(A) MakingWaves, 父母领美国福利. Mitbbs.com, Dec 12, 2011 (in the Living board)
http://www.mitbbs.com/article/TopArticle/31427365_3.html
(B)
(1) Below, I talk about welfare system in general, including Social Security, Supplemental Security Income (SSI), Social Security Disability Insurance (SSDI), Medicare, Medicaid, Aid to Families with Dependent Children (AFDC), section 8 (rental subsidy), public housing, and food stamp.
(2) Welfare system in US can not go on forever. See only the charts in
Confronting the Unsustainable Growth of Welfare Entitlements: Principles of Reform and the Next Steps. Heritage Foundation, June 24, 2010 (backgrounder).
http://www.heritage.org/research ... -and-the-next-steps
(3) US Census Bureau maintains a Poverty site.
http://www.census.gov/hhes/www/poverty/index.html
The first item in the site is:
Income, Poverty, and Health Insurance Coverage in the United States: 2010 (P60-239).
, whose
Table 4. People and Families in Poverty by Selected Characteristics: 2009 and 2010 http://www.census.gov/hhes/www/p ... lth/2010/table4.pdf
shows:
Nativity..........................2010 Below Poverty [:] Percentage
Native born....................14.4
Foreign born...................19.9
,,,Naturalized citizen........11.3
,,,Not a citizen.................26.7
(a) In fact, the gap between foreign-borns and native-borns persists through the years.
(b) However, some assert that the gap is explained by refugees coming to US, a higher perentage of whom, they say, receive some form of welfare than immigrants. I do not have data to judge if the assertion is correct.
(c) Second generation of foreign-borns are better educated than their parents, less poor and receive less welfare.
(4) (A) was Professor Matloff's congressional testimony leading to the welfare reform that summer: The Personal Responsibility and Work Opportunity Act of 1996. He did not do a horizontal study about how other immigrants fared (because he, a Chinese speaker and specialized in computer science, mainly spoke from his observation). But federal government keep the data. See next.
Steven A. Camarota, A Look at Cash, Medicaid, Housing, and Food Programs. Center for Immigration Studies, April 2011
(Backgrounders and Reports).
http://www.cis.org/immigrant-welfare-use-2011
Quote:
"Thirteen years after welfare reform, the share of immigrant-headed households (legal and illegal) with a child (under age 18) using at least one welfare program continues to be very high. This is partly due to the large share of immigrants with low levels of education and their resulting low incomes — not their legal status or an unwillingness to work.
"Among the findings:
• In 2009 (based on data collected in 2010), 57 percent of households headed by an immigrant (legal and illegal) with children (under 18) used at least one welfare program, compared to 39 percent for native households with children.
• Households with children with the highest welfare use rates are those headed by immigrants from the Dominican Republic (82 percent), Mexico and Guatemala (75 percent), and Ecuador (70 percent). Those with the lowest use rates are from the United Kingdom (7 percent), India (19 percent), Canada (23 percent), and Korea (25 percent).
• Illegal immigrant households with children primarily use food assistance and Medicaid, making almost no use of cash or housing assistance. In contrast, legal immigrant households tend to have relatively high use rates for every type of program.
• An unwillingness to work is not the reason immigrant welfare use is high. The vast majority (95 percent) of immigrant households with children had at least one worker in 2009. But their low education levels mean that more than half of these working immigrant households with children still accessed the welfare system during 2009.
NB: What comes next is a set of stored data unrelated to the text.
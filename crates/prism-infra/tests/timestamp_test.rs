mod common;

use approx::assert_relative_eq;
use common::{headless, Fixture};
use prism_core::rhi::error::QueryError;
use prism_core::rhi::query::QueryWait;
use prism_core::rhi::{RhiError, RhiSettings};
use prism_core::sync::CancellationToken;
use prism_infra::graphics::headless::{HeadlessConfig, ObjectKind};
use std::time::{Duration, Instant};

fn wait(timeout: Duration) -> QueryWait {
    QueryWait {
        timeout,
        poll_interval: Duration::from_micros(20),
        cancel: CancellationToken::new(),
    }
}

fn fixture(config: HeadlessConfig) -> Fixture {
    Fixture::with(RhiSettings::default(), config)
}

#[test]
fn interval_is_measured_in_milliseconds() {
    let fx = fixture(HeadlessConfig {
        timestamp_frequency: 1_000_000,
        ticks_per_timestamp: 500,
        query_ready_after_polls: 2,
        ..HeadlessConfig::default()
    });
    let mut list = fx.recording("timing");
    let queries = list.create_timestamp_queries().unwrap();

    list.timestamp_start(&queries).unwrap();
    list.timestamp_end(&queries).unwrap();
    let ms = list
        .timestamp_get_duration(&queries, &wait(Duration::from_secs(1)))
        .unwrap();

    assert_relative_eq!(ms, 0.5);
}

#[test]
fn disjoint_interval_measures_zero() {
    let fx = fixture(HeadlessConfig {
        disjoint: true,
        ..HeadlessConfig::default()
    });
    let mut list = fx.recording("disjoint");
    let queries = list.create_timestamp_queries().unwrap();

    list.timestamp_start(&queries).unwrap();
    list.timestamp_end(&queries).unwrap();

    let ms = list
        .timestamp_get_duration(&queries, &wait(Duration::from_secs(1)))
        .unwrap();
    assert_relative_eq!(ms, 0.0);
}

#[test]
fn unresolved_query_times_out() {
    let fx = fixture(HeadlessConfig {
        query_ready_after_polls: u32::MAX,
        ..HeadlessConfig::default()
    });
    let mut list = fx.recording("timeout");
    let queries = list.create_timestamp_queries().unwrap();
    list.timestamp_start(&queries).unwrap();
    list.timestamp_end(&queries).unwrap();

    let err = list
        .timestamp_get_duration(&queries, &wait(Duration::from_millis(20)))
        .unwrap_err();

    assert!(matches!(err, RhiError::Query(QueryError::Timeout(_))), "{err}");
}

#[test]
fn timeout_bounds_all_three_reads_together() {
    let fx = fixture(HeadlessConfig {
        query_ready_after_polls: 40,
        ..HeadlessConfig::default()
    });
    let mut list = fx.recording("slow_then_stuck");
    let queries = list.create_timestamp_queries().unwrap();
    list.timestamp_start(&queries).unwrap();
    list.timestamp_end(&queries).unwrap();
    headless(&mut list).stall_query(queries.end.handle());
    let timeout = Duration::from_millis(150);

    let started = Instant::now();
    let err = list
        .timestamp_get_duration(&queries, &wait(timeout))
        .unwrap_err();
    let elapsed = started.elapsed();

    assert!(matches!(err, RhiError::Query(QueryError::Timeout(_))), "{err}");
    assert!(
        elapsed < timeout + Duration::from_millis(100),
        "waited {elapsed:?} for a {timeout:?} timeout"
    );
}

#[test]
fn cancelled_wait_gives_up() {
    let fx = fixture(HeadlessConfig {
        query_ready_after_polls: u32::MAX,
        ..HeadlessConfig::default()
    });
    let mut list = fx.recording("cancel");
    let queries = list.create_timestamp_queries().unwrap();
    list.timestamp_start(&queries).unwrap();
    list.timestamp_end(&queries).unwrap();
    let wait = wait(Duration::from_secs(30));
    wait.cancel.cancel();

    let err = list.timestamp_get_duration(&queries, &wait).unwrap_err();

    assert_eq!(err, RhiError::Query(QueryError::Cancelled));
}

#[test]
fn query_creation_failure_is_reported() {
    let fx = fixture(HeadlessConfig {
        fail_query_creation: true,
        ..HeadlessConfig::default()
    });
    let list = fx.recording("no_queries");

    let err = list.create_timestamp_queries().unwrap_err();

    assert!(matches!(err, RhiError::Query(QueryError::CreationFailed(_))));
}

#[test]
fn queries_are_released_on_drop() {
    let fx = Fixture::new();
    let list = fx.recording("release");

    let queries = list.create_timestamp_queries().unwrap();
    assert_eq!(fx.device.live_objects_of(ObjectKind::Query), 3);
    drop(queries);
    assert_eq!(fx.device.live_objects_of(ObjectKind::Query), 0);
}

#[test]
fn commands_fail_once_the_context_is_gone() {
    let fx = Fixture::new();
    let list = fx.recording("orphan");
    let Fixture { context, .. } = fx;
    drop(context);

    assert_eq!(list.create_timestamp_queries().unwrap_err(), RhiError::DeviceLost);
    assert_eq!(list.gpu_memory_used_mb(), 0);
}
• Although most new legal immigrants are barred from using some welfare for the first five years, this provision has only a modest impact on household use rates because most immigrants have been in the United States for longer than five years; the ban only applies to some programs; some states provide welfare to new immigrants with their own money; by becoming citizens immigrants become eligible for all welfare programs; and perhaps most importantly, the U.S.-born children of immigrants (including those born to illegal immigrants) are automatically awarded American citizenship and are therefore eligible for all welfare programs at birth.
My comment:
(a) One of the findings is "Illegal immigrant households with children primarily use food assistance and Medicaid, making almost no use of cash or housing assistance." The latter is due to the 1996 Welfare reform.
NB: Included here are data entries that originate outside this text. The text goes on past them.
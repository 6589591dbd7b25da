// Copyright 2025 eraflo
//
// Licensed under the Apache License, Version 2.0 (the "License");
// you may not use this file except in compliance with the License.
// You may obtain a copy of the License at
//
//     http://www.apache.org/licenses/LICENSE-2.0
//
// Unless required by applicable law or agreed to in writing, software
// distributed under the License is distributed on an "AS IS" BASIS,
// WITHOUT WARRANTIES OR CONDITIONS OF ANY KIND, either express or implied.
// See the License for the specific language governing permissions and
// limitations under the License.

//! The complete description of GPU state for one render pass.

use crate::rhi::clear::ClearValue;
use crate::rhi::common::{Color, PrimitiveTopology, Viewport, MAX_RENDER_TARGETS};
use crate::rhi::error::PipelineStateError;
use crate::rhi::resource::{
    BlendState, DepthStencilState, RasterizerState, Shader, SwapChain, Texture,
};
use std::sync::Arc;

/// Shaders, fixed-function state, render targets, clears and pass metadata.
///
/// Built by the renderer for each pass (or cached across frames) and handed to
/// `begin_render_pass` as an `Arc`; the command list keeps a reference for the
/// duration of the pass.
#[derive(Debug, Clone, Default)]
pub struct PipelineState {
    /// Vertex shader. Its input layout is bound with it.
    pub shader_vertex: Option<Arc<Shader>>,
    /// Pixel shader.
    pub shader_pixel: Option<Arc<Shader>>,
    /// Compute shader. Excludes every graphics field.
    pub shader_compute: Option<Arc<Shader>>,
    /// Blend state.
    pub blend_state: Option<Arc<BlendState>>,
    /// Depth-stencil state.
    pub depth_stencil_state: Option<Arc<DepthStencilState>>,
    /// Rasterizer state.
    pub rasterizer_state: Option<Arc<RasterizerState>>,
    /// Primitive topology. `Unknown` leaves the device value untouched.
    pub primitive_topology: PrimitiveTopology,
    /// Color targets.
    pub render_target_color_textures: [Option<Arc<Texture>>; MAX_RENDER_TARGETS],
    /// Array slice used for every color target.
    pub render_target_color_texture_array_index: u32,
    /// Depth target.
    pub render_target_depth_texture: Option<Arc<Texture>>,
    /// Array slice used for the depth target.
    pub render_target_depth_stencil_texture_array_index: u32,
    /// Bind the read-only depth-stencil view instead of the read-write one.
    pub render_target_depth_texture_read_only: bool,
    /// Render into the swapchain's current back buffer instead of textures.
    pub render_target_swapchain: Option<Arc<SwapChain>>,
    /// Clear policy per color target. With a swapchain only slot zero is used.
    pub clear_color: [ClearValue<Color>; MAX_RENDER_TARGETS],
    /// Depth clear policy.
    pub clear_depth: ClearValue<f32>,
    /// Stencil clear policy.
    pub clear_stencil: ClearValue<u32>,
    /// Viewport applied at the start of the pass, if any.
    pub viewport: Option<Viewport>,
    /// Name used for time blocks and markers. `None` suppresses both.
    pub pass_name: Option<String>,
    /// Measure this pass when profiling is enabled.
    pub profile: bool,
    /// Annotate this pass when markers are enabled.
    pub mark: bool,
}

impl PipelineState {
    /// An empty graphics pipeline state with profiling and markers on.
    pub fn graphics(pass_name: &str) -> Self {
        Self {
            pass_name: Some(pass_name.to_owned()),
            profile: true,
            mark: true,
            ..Default::default()
        }
    }

    /// A compute pipeline state.
    pub fn compute(pass_name: &str, shader: Arc<Shader>) -> Self {
        Self {
            shader_compute: Some(shader),
            pass_name: Some(pass_name.to_owned()),
            profile: true,
            mark: true,
            ..Default::default()
        }
    }

    /// `true` when the state describes a compute dispatch.
    pub fn is_compute(&self) -> bool {
        self.shader_compute.is_some()
    }

    /// `true` if any color texture target is set.
    pub fn has_color_textures(&self) -> bool {
        self.render_target_color_textures.iter().any(Option::is_some)
    }

    /// `true` if any color or depth texture target is set.
    pub fn has_texture_targets(&self) -> bool {
        self.has_color_textures() || self.render_target_depth_texture.is_some()
    }

    /// Checks the field combinations `begin_render_pass` relies on.
    pub fn validate(&self) -> Result<(), PipelineStateError> {
        if self.is_compute() {
            if self.shader_vertex.is_some() || self.shader_pixel.is_some() {
                return Err(PipelineStateError::ComputeWithGraphicsShader);
            }
            if self.has_texture_targets() || self.render_target_swapchain.is_some() {
                return Err(PipelineStateError::ComputeWithRenderTargets);
            }
            return Ok(());
        }

        if self.shader_vertex.is_none() && self.shader_pixel.is_none() {
            return Err(PipelineStateError::MissingShader);
        }
        if self.blend_state.is_none() {
            return Err(PipelineStateError::MissingBlendState);
        }
        if self.depth_stencil_state.is_none() {
            return Err(PipelineStateError::MissingDepthStencilState);
        }
        if self.rasterizer_state.is_none() {
            return Err(PipelineStateError::MissingRasterizerState);
        }
        if self.primitive_topology == PrimitiveTopology::Unknown {
            return Err(PipelineStateError::UnknownTopology);
        }
        // A depth target may accompany either color source, or stand alone.
        let swapchain = self.render_target_swapchain.is_some();
        if swapchain && self.has_color_textures() {
            return Err(PipelineStateError::ConflictingRenderTargets);
        }
        if !swapchain && !self.has_texture_targets() {
            return Err(PipelineStateError::MissingRenderTargets);
        }
        Ok(())
    }

    /// Shorthand for `validate().is_ok()`.
    pub fn is_valid(&self) -> bool {
        self.validate().is_ok()
    }

    /// The pass name, if it is set and not empty.
    pub fn name(&self) -> Option<&str> {
        self.pass_name.as_deref().filter(|name| !name.is_empty())
    }
}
Shikha Dalmia, Op-Ed: Keep out the lies; Bachmann sides with anti-immigration zealots and their faulty logic. The Daily, Aug 26, 2011
http://www.thedaily.com/page/201 ... gration-dalmia-1-2/
*"And that was before the 1996 Welfare Reform Act. Since then, illegals have been barred from collecting most means-tested federal benefits except for emergency medical services.")
(b) Mr Camarota did not mention the percentage of Chinese or Taiwanese who are on Welfare system. Apparently, however, the data are available; I just can not find them.